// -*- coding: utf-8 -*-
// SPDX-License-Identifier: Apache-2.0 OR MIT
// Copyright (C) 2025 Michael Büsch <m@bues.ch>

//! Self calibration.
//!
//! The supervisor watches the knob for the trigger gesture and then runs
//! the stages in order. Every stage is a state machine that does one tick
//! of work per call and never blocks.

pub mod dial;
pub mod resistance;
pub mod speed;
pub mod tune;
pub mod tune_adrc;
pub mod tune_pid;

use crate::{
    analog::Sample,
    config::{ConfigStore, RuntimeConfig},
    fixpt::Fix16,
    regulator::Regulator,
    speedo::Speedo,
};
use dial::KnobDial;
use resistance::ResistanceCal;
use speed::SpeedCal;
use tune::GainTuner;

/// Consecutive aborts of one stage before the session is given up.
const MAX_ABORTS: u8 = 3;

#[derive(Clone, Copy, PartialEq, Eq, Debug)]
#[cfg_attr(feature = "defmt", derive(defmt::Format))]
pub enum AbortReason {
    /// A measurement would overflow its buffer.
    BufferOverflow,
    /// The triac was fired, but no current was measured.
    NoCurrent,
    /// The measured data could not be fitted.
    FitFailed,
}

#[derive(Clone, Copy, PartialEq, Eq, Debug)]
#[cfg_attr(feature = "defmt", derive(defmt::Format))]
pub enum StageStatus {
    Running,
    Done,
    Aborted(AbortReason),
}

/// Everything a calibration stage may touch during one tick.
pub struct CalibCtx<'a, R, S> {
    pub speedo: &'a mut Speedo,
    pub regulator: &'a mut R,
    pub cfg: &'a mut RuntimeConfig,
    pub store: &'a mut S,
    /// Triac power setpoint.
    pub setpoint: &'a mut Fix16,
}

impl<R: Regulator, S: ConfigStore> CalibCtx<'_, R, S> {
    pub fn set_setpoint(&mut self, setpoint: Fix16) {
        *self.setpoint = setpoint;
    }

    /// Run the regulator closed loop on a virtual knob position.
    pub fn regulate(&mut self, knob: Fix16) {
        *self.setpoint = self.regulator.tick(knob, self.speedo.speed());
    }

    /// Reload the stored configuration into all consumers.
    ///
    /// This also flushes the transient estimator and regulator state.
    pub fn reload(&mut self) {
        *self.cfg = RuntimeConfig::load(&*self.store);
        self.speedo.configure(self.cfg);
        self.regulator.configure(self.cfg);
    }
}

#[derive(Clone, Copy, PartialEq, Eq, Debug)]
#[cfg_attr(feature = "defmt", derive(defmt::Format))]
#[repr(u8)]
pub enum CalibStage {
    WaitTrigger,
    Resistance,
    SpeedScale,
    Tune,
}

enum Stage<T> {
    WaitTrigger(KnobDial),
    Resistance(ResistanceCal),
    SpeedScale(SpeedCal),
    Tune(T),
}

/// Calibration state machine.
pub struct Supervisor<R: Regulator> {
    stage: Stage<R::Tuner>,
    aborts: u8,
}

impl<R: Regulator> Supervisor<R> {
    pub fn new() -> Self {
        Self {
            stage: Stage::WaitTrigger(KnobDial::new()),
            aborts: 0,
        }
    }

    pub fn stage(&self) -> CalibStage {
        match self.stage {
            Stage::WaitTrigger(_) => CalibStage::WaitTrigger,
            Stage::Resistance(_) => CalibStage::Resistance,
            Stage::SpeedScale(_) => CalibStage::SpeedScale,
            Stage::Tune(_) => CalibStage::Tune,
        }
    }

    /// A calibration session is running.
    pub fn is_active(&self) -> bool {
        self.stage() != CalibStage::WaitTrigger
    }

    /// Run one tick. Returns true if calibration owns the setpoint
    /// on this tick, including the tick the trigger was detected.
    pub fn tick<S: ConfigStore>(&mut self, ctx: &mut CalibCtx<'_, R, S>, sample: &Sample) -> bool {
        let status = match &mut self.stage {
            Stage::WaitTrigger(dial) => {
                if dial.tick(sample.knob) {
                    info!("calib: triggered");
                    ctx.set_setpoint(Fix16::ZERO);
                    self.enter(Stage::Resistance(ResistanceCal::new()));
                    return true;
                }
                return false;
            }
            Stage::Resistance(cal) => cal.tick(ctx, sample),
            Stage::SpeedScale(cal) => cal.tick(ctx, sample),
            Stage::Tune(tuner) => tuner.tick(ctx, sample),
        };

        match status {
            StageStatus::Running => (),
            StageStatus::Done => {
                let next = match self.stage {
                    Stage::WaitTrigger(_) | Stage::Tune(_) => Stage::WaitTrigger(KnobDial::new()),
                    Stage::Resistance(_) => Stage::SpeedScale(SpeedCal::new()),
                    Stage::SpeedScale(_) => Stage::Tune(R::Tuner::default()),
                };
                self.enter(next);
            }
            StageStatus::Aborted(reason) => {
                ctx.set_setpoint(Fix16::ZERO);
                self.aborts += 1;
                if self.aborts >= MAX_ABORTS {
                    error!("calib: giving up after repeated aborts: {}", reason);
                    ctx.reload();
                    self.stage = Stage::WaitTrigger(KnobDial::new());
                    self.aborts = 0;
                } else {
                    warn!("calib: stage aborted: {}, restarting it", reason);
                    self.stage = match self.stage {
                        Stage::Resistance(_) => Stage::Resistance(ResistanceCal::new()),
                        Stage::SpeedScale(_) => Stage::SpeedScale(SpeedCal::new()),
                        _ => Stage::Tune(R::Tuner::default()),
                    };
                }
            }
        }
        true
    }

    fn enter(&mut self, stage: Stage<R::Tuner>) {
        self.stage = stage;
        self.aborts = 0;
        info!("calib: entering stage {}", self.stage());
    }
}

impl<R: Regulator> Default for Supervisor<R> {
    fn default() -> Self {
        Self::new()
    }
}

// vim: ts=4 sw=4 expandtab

* Work instructions:
Using the records above, restate word for word the lines from the one with "#[repr(u8)]" through the one with "pub fn is_active(&self)", both included.

* Written response:
#[repr(u8)]
pub enum CalibStage {
    WaitTrigger,
    Resistance,
    SpeedScale,
    Tune,
}

enum Stage<T> {
    WaitTrigger(KnobDial),
    Resistance(ResistanceCal),
    SpeedScale(SpeedCal),
    Tune(T),
}

/// Calibration state machine.
pub struct Supervisor<R: Regulator> {
    stage: Stage<R::Tuner>,
    aborts: u8,
}

impl<R: Regulator> Supervisor<R> {
    pub fn new() -> Self {
        Self {
            stage: Stage::WaitTrigger(KnobDial::new()),
            aborts: 0,
        }
    }

    pub fn stage(&self) -> CalibStage {
        match self.stage {
            Stage::WaitTrigger(_) => CalibStage::WaitTrigger,
            Stage::Resistance(_) => CalibStage::Resistance,
            Stage::SpeedScale(_) => CalibStage::SpeedScale,
            Stage::Tune(_) => CalibStage::Tune,
        }
    }

    /// A calibration session is running.
    pub fn is_active(&self) -> bool {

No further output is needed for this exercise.